Pyongyang se sert du retour sur son sol d'un transfuge nord-coréen pour imputer à Séoul la présence du coronavirus, après l'avoir niée pendant des mois, estiment lundi des analystes.

Le régime nord-coréen a imposé un confinement à la ville de Kaesong, proche de la frontière avec le Sud, après avoir annoncé y avoir identifié un cas "suspecté" de Covid-19 chez un transfuge récemment revenu au Nord en franchissant la Zone démilitarisée (DMZ) coupant la péninsule en deux, ont rapporté ce week-end les médias nord-coréens.

Pendant des mois, le Nord a soutenu que le coronavirus ne s'était pas propagé sur son sol, quand bien même la pandémie est apparue chez son voisin chinois, son premier soutien diplomatique et économique. Une affirmation dont doutaient les experts.

Des experts estiment probable que le coronavirus était déjà présent en Corée du Nord, mais que le régime cherche à imputer à Séoul, plutôt qu'à l'allié chinois, la responsabilité de la propagation du Covid-19 sur son sol.

Lundi, des responsables sud-coréens ont fait savoir que la personne soupçonnée d'être le transfuge repassé au Nord n'avait jamais été diagnostiquée positive au coronavirus au Sud, ni identifiée comme ayant été en contact de cas confirmés.

Séoul a été salué par de nombreuses capitales étrangères pour sa réponse très efficace lors de l'apparition de l'épidémie, avec une stratégie très aggressive de dépistages. Plus de 1,5 million de tests ont été réalisés au Sud.

Accepter l'aide du Sud 

"La Corée du Nord pourrait chercher à utiliser le retour de ce transfuge pour écarter sa responsabilité dans une épidémie qui existe déjà (..)", a déclaré la spécialiste de la Corée du Nord Rachel Lee, une ancienne employée de l'administration américaine.

"Elle pourrait s'en prendre aux carences de la surveillance sud-coréenne de la frontière", a-t-elle dit à l'AFP. "Elle pourrait même accuser la Corée du Sud d'avoir délibérément envoyé le transfuge au Nord pour qu'il y dissémine le virus."

Duyeon Kim, experte des questions coréennes à l'International Crisis Group, ajoute qu'en faisant porter le chapeau à Séoul, Pyongyang "peut désormais légitimement et ouvertement accepter l'aide du Sud".

Le Nord "peut en outre envoyer un message sur les transfuges en les présentant encore plus comme des ennemis de l'Etat", a-t-elle ajouté dans un tweet.

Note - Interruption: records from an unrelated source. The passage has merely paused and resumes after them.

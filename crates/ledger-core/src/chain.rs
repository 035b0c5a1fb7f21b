//! The ledger engine: pending pool, sealed chain and the parties that vouch for it.

use crate::{
    config::LedgerConfig,
    constants::HASH_HEX_SIZE,
    error::{LedgerError, Result},
    mine::{CandidateBlock, SealedBlock},
    party::{exchange_public_keys, Party},
    pow, Transaction,
};
use rayon::prelude::*;
use std::time::{Duration, Instant, SystemTime, UNIX_EPOCH};
use tracing::{debug, info, warn};

/// Previous-hash value carried by the genesis block.
pub fn genesis_previous_hash() -> String {
    "0".repeat(HASH_HEX_SIZE)
}

/// Party with the numerically smallest address.
pub fn select_miner(parties: &[Party]) -> Option<&Party> {
    parties.iter().min_by_key(|p| u32::from(p.address()))
}

fn unix_secs() -> u64 {
    SystemTime::now()
        .duration_since(UNIX_EPOCH)
        .map(|d| d.as_secs())
        .unwrap_or_default()
}

/// Append-only chain of sealed blocks plus the pool of transactions waiting for one.
///
/// The engine owns the party set and is the single writer for pool, chain and
/// balances; callers drive it one step at a time.
#[derive(Debug)]
pub struct Chain {
    blocks: Vec<SealedBlock>,
    pool: Vec<Transaction>,
    parties: Vec<Party>,
    config: LedgerConfig,
    last_sealed: Instant,
    total_transactions: u64,
    total_blocks: u64,
}

impl Chain {
    /// Exchanges public keys between `parties` and seals the genesis block.
    ///
    /// Failing to seal genesis within the mining budget is fatal.
    pub fn initialize(mut parties: Vec<Party>, config: LedgerConfig) -> Result<Self> {
        exchange_public_keys(&mut parties);
        let genesis = CandidateBlock::new(0, genesis_previous_hash(), vec![], unix_secs())
            .seal(config.difficulty, config.mining_time_budget)
            .map_err(|e| match e {
                LedgerError::MiningTimeout(t) => LedgerError::GenesisSealing(t),
                other => other,
            })?;
        info!(
            parties = parties.len(),
            hash = %genesis.hash(),
            "initialized chain with genesis block"
        );
        Ok(Self {
            blocks: vec![genesis],
            pool: Vec::new(),
            parties,
            config,
            last_sealed: Instant::now(),
            total_transactions: 0,
            total_blocks: 1,
        })
    }

    pub fn config(&self) -> &LedgerConfig {
        &self.config
    }

    pub fn blocks(&self) -> &[SealedBlock] {
        &self.blocks
    }

    pub fn len(&self) -> usize {
        self.blocks.len()
    }

    /// Always false once initialized; genesis is never removed.
    pub fn is_empty(&self) -> bool {
        self.blocks.is_empty()
    }

    pub fn tip(&self) -> Option<&SealedBlock> {
        self.blocks.last()
    }

    pub fn pool(&self) -> &[Transaction] {
        &self.pool
    }

    pub fn parties(&self) -> &[Party] {
        &self.parties
    }

    pub fn party(&self, name: &str) -> Option<&Party> {
        self.parties.iter().find(|p| p.name() == name)
    }

    pub fn party_mut(&mut self, name: &str) -> Result<&mut Party> {
        self.parties
            .iter_mut()
            .find(|p| p.name() == name)
            .ok_or_else(|| LedgerError::UnknownParty(name.to_string()))
    }

    pub fn total_transactions(&self) -> u64 {
        self.total_transactions
    }

    pub fn total_blocks(&self) -> u64 {
        self.total_blocks
    }

    /// The chain has reached `max_blocks` and will not seal further blocks.
    pub fn is_complete(&self) -> bool {
        self.blocks.len() >= self.config.max_blocks
    }

    /// Queues a transaction. Validation is deferred to sealing.
    pub fn admit_to_pool(&mut self, tx: Transaction) {
        debug!(
            sender = tx.sender(),
            receiver = tx.receiver(),
            value = tx.value(),
            pool = self.pool.len() + 1,
            "transaction added to pool"
        );
        self.pool.push(tx);
        self.total_transactions += 1;
    }

    pub fn should_seal(&self) -> bool {
        if self.pool.len() >= self.config.min_transactions {
            debug!(pool = self.pool.len(), "seal triggered by pool size");
            return true;
        }
        if self.last_sealed.elapsed() >= self.config.seal_interval {
            debug!("seal triggered by elapsed time");
            return true;
        }
        false
    }

    pub fn select_miner(&self) -> Option<&Party> {
        select_miner(&self.parties)
    }

    /// Mines the next block from the head of the pool.
    ///
    /// The pool is never modified here; the returned block's transactions leave the
    /// pool on [`Chain::admit_block`]. Returns `None` on timeout, when the sealed block
    /// does not verify, or when the chain is complete.
    pub fn seal_next_block(&self, budget: Duration) -> Option<SealedBlock> {
        if self.is_complete() {
            info!(max_blocks = self.config.max_blocks, "chain reached maximum length");
            return None;
        }
        let tip = self.tip()?;
        let take = self.pool.len().min(self.config.max_transactions_per_block);
        let transactions = self.pool[..take].to_vec();
        let index = self.blocks.len() as u64;

        if let Some(miner) = self.select_miner() {
            info!(
                miner = miner.name(),
                address = %miner.address(),
                index,
                transactions = take,
                "mining block"
            );
        }

        let candidate = CandidateBlock::new(index, tip.hash(), transactions, unix_secs());
        let block = match candidate.seal(self.config.difficulty, budget) {
            Ok(block) => block,
            Err(e) => {
                warn!(index, error = %e, "failed to seal block");
                return None;
            }
        };
        if !self.verify_block(&block) {
            warn!(index, "sealed block failed verification; discarding");
            return None;
        }
        Some(block)
    }

    /// Difficulty, endorsement of every transaction by at least one party, and linkage
    /// to the block preceding it in this chain.
    pub fn verify_block(&self, block: &SealedBlock) -> bool {
        let index = block.index();
        if !pow::meets_difficulty(block.hash(), self.config.difficulty) {
            warn!(index, hash = block.hash(), "block hash does not meet difficulty");
            return false;
        }
        match block.recompute_hash() {
            Ok(hash) if hash == block.hash() => {}
            Ok(_) => {
                warn!(index, "block hash does not match its contents");
                return false;
            }
            Err(e) => {
                warn!(index, error = %e, "could not recompute block hash");
                return false;
            }
        }

        let endorsed = block
            .transactions()
            .par_iter()
            .all(|tx| self.parties.iter().any(|p| p.verify_transaction(tx)));
        if !endorsed {
            warn!(index, "block contains a transaction no party can verify");
            return false;
        }

        if index > 0 {
            let Some(previous) = self.blocks.get(index as usize - 1) else {
                warn!(index, "block has no predecessor in the chain");
                return false;
            };
            if block.previous_hash() != previous.hash() {
                warn!(index, "block is not linked to its predecessor");
                return false;
            }
        }
        debug!(index, "block verified");
        true
    }

    /// Appends a verified block at the tip and purges its transactions from the pool.
    pub fn admit_block(&mut self, block: SealedBlock) -> bool {
        let index = block.index();
        info!(index, "admitting block");
        if !self.verify_block(&block) {
            warn!(index, "block rejected: verification failed");
            return false;
        }
        if index != self.blocks.len() as u64 {
            warn!(index, expected = self.blocks.len(), "block rejected: wrong index");
            return false;
        }
        if index > 0 {
            let tip_hash = self.tip().map(SealedBlock::hash);
            if tip_hash != Some(block.previous_hash()) {
                warn!(index, "block rejected: previous hash does not match tip");
                return false;
            }
        }

        let before = self.pool.len();
        self.pool.retain(|tx| !block.transactions().contains(tx));
        debug!(index, purged = before - self.pool.len(), "pool purged");
        self.blocks.push(block);
        self.total_blocks += 1;
        self.last_sealed = Instant::now();
        info!(index, height = self.blocks.len(), "block admitted");
        true
    }

    /// Re-checks the whole chain in ascending order and reports the first failure.
    pub fn validate_chain(&self) -> (bool, String) {
        debug!(blocks = self.blocks.len(), "validating chain");
        let Some(genesis) = self.blocks.first() else {
            return (false, "chain is empty".to_string());
        };
        if genesis.index() != 0 || genesis.previous_hash() != genesis_previous_hash() {
            return (false, "genesis block is invalid".to_string());
        }
        for (i, pair) in self.blocks.windows(2).enumerate() {
            let (previous, current) = (&pair[0], &pair[1]);
            let i = i + 1;
            if current.index() != i as u64 {
                return (false, format!("block {i} has index {}", current.index()));
            }
            if current.previous_hash() != previous.hash() {
                return (false, format!("block {i} previous hash mismatch"));
            }
            if !self.verify_block(current) {
                return (false, format!("block {i} failed verification"));
            }
        }
        info!(blocks = self.blocks.len(), "chain is valid");
        (true, "valid".to_string())
    }

    /// Pretty JSON dump of every block, in chain order.
    pub fn export_json(&self) -> Result<String> {
        Ok(serde_json::to_string_pretty(&self.blocks)?)
    }
}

Pyongyang a l'habitude de vilipender les personnes passées au Sud et qui envoient au Nord des tracts de propagande contre le régime nord-coréen. Ces actions ont contribué à crisper encore plus les relations intercoréennes.

11 retours connus en cinq ans

Il est extrêmement rare que des Nord-Coréens passés au Sud retournent dans leur pays d'origine, où ils risquent de graves représailles pour avoir fui, selon les organisations de défense des droits de l'Homme.

Le ministère sud-coréen de l'Unification dit n'avoir que 11 exemples de Nord-Coréens repassés au Nord ces cinq dernières années.

Et il est encore plus rare qu'ils le fassent au travers de la Zone démilitarisée qui, contrairement à ce que son nom indique, est une des zones les plus militarisées au monde, avec champs de mines, postes de garde et barbelés.

Mais l'armée sud-coréenne a indiqué qu'elle pensait qu'un transfuge était repassé au Nord en traversant l'estuaire du fleuve Han depuis l'île de Ganghwa.

Il n'a pas été officiellement identifié, mais certains médias estiment qu'il s'agit d'un homme de 24 ans qui était arrivé en 2017 dans le Sud, déjà en traversant un fleuve à la nage. Ils affirment qu'il est l'objet d'une enquête pour viol au Sud.

Le mois dernier, cet homme était apparu sur une chaîne YouTube animée par un autre transfuge. Il avait raconté qu'il lui avait fallu sept heures pour traverser la frontière à la nage quand il était passsé au Sud.

Dans l'interview, il avait dit avoir ensuite "pleuré pendant 10 jours" en pensant à sa famille au Nord.

Deux personnes qui avaient récemment été en contact avec lui ont subi des tests dimanche, mais aucune n'était porteuse du coronavirus, a déclaré Yoon Tae-ho, un haut fonctionnaire sud-coréen.

Le système de santé nord-coréen est notoirement mal équipé pour faire face à une épidémie. Pyongyang avait été fin janvier le premier pays au monde à fermer ses frontières pour se protéger de l'épidémie.